▶ _Activity_
In full and without change, transcribe the records below.

### Entries supplied ###

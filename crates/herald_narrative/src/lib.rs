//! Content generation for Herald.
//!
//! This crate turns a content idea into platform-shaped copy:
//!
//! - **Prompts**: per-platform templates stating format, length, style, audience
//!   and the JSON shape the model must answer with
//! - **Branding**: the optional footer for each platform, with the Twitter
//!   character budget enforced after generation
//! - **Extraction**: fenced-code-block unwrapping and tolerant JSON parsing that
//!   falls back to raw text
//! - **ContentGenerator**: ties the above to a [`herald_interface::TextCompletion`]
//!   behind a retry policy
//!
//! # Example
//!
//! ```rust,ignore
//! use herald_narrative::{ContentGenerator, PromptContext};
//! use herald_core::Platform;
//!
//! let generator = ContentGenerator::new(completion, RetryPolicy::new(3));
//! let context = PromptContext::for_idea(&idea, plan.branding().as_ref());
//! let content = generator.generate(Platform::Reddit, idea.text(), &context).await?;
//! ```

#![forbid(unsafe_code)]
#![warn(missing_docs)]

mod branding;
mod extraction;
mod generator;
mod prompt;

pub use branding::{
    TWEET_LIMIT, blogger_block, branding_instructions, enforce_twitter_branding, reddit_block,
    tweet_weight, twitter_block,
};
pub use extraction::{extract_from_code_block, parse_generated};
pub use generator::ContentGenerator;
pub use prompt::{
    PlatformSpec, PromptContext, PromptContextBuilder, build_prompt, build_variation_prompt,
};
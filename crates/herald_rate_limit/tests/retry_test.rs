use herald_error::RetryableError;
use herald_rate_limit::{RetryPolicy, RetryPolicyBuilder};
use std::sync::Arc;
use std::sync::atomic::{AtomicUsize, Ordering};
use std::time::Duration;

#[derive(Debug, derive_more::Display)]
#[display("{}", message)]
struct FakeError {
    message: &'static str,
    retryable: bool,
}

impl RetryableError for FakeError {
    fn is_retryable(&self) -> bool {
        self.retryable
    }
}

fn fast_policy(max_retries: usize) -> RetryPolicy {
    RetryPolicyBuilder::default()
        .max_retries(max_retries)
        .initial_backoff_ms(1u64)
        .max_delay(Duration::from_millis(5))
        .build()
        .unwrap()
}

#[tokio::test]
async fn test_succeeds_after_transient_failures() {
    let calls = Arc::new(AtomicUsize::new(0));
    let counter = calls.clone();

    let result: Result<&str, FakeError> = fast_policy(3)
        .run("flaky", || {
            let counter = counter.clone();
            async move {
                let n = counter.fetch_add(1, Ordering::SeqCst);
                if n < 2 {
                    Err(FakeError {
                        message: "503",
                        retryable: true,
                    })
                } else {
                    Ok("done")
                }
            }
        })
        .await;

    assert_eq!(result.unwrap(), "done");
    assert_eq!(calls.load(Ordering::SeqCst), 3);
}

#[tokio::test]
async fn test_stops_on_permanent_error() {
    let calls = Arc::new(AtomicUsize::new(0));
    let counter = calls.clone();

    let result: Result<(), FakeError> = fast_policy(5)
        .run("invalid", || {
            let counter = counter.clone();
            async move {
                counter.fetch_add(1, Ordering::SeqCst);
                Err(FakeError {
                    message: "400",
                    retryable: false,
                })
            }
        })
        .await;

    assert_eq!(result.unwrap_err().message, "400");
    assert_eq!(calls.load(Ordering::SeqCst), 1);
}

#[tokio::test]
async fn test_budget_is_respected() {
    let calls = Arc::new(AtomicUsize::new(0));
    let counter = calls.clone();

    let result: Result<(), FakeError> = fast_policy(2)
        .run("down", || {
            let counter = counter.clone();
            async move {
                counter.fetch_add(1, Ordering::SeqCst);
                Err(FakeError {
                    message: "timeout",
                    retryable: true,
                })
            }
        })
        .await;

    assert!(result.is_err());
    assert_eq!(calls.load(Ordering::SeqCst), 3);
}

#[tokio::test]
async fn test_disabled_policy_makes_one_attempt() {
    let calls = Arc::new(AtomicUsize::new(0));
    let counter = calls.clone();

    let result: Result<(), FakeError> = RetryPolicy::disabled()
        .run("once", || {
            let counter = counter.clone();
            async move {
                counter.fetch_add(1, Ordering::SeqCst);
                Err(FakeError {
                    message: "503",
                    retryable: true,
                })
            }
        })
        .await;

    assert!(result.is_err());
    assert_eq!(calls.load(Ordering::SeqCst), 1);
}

###

▶ _Answer box_
filename crates/herald_narrative/src/lib.rs
//! Content generation for Herald.
//!
//! This crate turns a content idea into platform-shaped copy:
//!
//! - **Prompts**: per-platform templates stating format, length, style, audience
//!   and the JSON shape the model must answer with
//! - **Branding**: the optional footer for each platform, with the Twitter
//!   character budget enforced after generation
//! - **Extraction**: fenced-code-block unwrapping and tolerant JSON parsing that
//!   falls back to raw text
//! - **ContentGenerator**: ties the above to a [`herald_interface::TextCompletion`]
//!   behind a retry policy
//!
//! # Example
//!
//! ```rust,ignore
//! use herald_narrative::{ContentGenerator, PromptContext};
//! use herald_core::Platform;
//!
//! let generator = ContentGenerator::new(completion, RetryPolicy::new(3));
//! let context = PromptContext::for_idea(&idea, plan.branding().as_ref());
//! let content = generator.generate(Platform::Reddit, idea.text(), &context).await?;
//! ```

#![forbid(unsafe_code)]
#![warn(missing_docs)]

mod branding;
mod extraction;
mod generator;
mod prompt;

pub use branding::{
    TWEET_LIMIT, blogger_block, branding_instructions, enforce_twitter_branding, reddit_block,
    tweet_weight, twitter_block,
};
pub use extraction::{extract_from_code_block, parse_generated};
pub use generator::ContentGenerator;
pub use prompt::{
    PlatformSpec, PromptContext, PromptContextBuilder, build_prompt, build_variation_prompt,
};
filename crates/herald_rate_limit/tests/retry_test.rs
use herald_error::RetryableError;
use herald_rate_limit::{RetryPolicy, RetryPolicyBuilder};
use std::sync::Arc;
use std::sync::atomic::{AtomicUsize, Ordering};
use std::time::Duration;

#[derive(Debug, derive_more::Display)]
#[display("{}", message)]
struct FakeError {
    message: &'static str,
    retryable: bool,
}

impl RetryableError for FakeError {
    fn is_retryable(&self) -> bool {
        self.retryable
    }
}

fn fast_policy(max_retries: usize) -> RetryPolicy {
    RetryPolicyBuilder::default()
        .max_retries(max_retries)
        .initial_backoff_ms(1u64)
        .max_delay(Duration::from_millis(5))
        .build()
        .unwrap()
}

#[tokio::test]
async fn test_succeeds_after_transient_failures() {
    let calls = Arc::new(AtomicUsize::new(0));
    let counter = calls.clone();

    let result: Result<&str, FakeError> = fast_policy(3)
        .run("flaky", || {
            let counter = counter.clone();
            async move {
                let n = counter.fetch_add(1, Ordering::SeqCst);
                if n < 2 {
                    Err(FakeError {
                        message: "503",
                        retryable: true,
                    })
                } else {
                    Ok("done")
                }
            }
        })
        .await;

    assert_eq!(result.unwrap(), "done");
    assert_eq!(calls.load(Ordering::SeqCst), 3);
}

#[tokio::test]
async fn test_stops_on_permanent_error() {
    let calls = Arc::new(AtomicUsize::new(0));
    let counter = calls.clone();

    let result: Result<(), FakeError> = fast_policy(5)
        .run("invalid", || {
            let counter = counter.clone();
            async move {
                counter.fetch_add(1, Ordering::SeqCst);
                Err(FakeError {
                    message: "400",
                    retryable: false,
                })
            }
        })
        .await;

    assert_eq!(result.unwrap_err().message, "400");
    assert_eq!(calls.load(Ordering::SeqCst), 1);
}

#[tokio::test]
async fn test_budget_is_respected() {
    let calls = Arc::new(AtomicUsize::new(0));
    let counter = calls.clone();

    let result: Result<(), FakeError> = fast_policy(2)
        .run("down", || {
            let counter = counter.clone();
            async move {
                counter.fetch_add(1, Ordering::SeqCst);
                Err(FakeError {
                    message: "timeout",
                    retryable: true,
                })
            }
        })
        .await;

    assert!(result.is_err());
    assert_eq!(calls.load(Ordering::SeqCst), 3);
}

#[tokio::test]
async fn test_disabled_policy_makes_one_attempt() {
    let calls = Arc::new(AtomicUsize::new(0));
    let counter = calls.clone();

    let result: Result<(), FakeError> = RetryPolicy::disabled()
        .run("once", || {
            let counter = counter.clone();
            async move {
                counter.fetch_add(1, Ordering::SeqCst);
                Err(FakeError {
                    message: "503",
                    retryable: true,
                })
            }
        })
        .await;

    assert!(result.is_err());
    assert_eq!(calls.load(Ordering::SeqCst), 1);
}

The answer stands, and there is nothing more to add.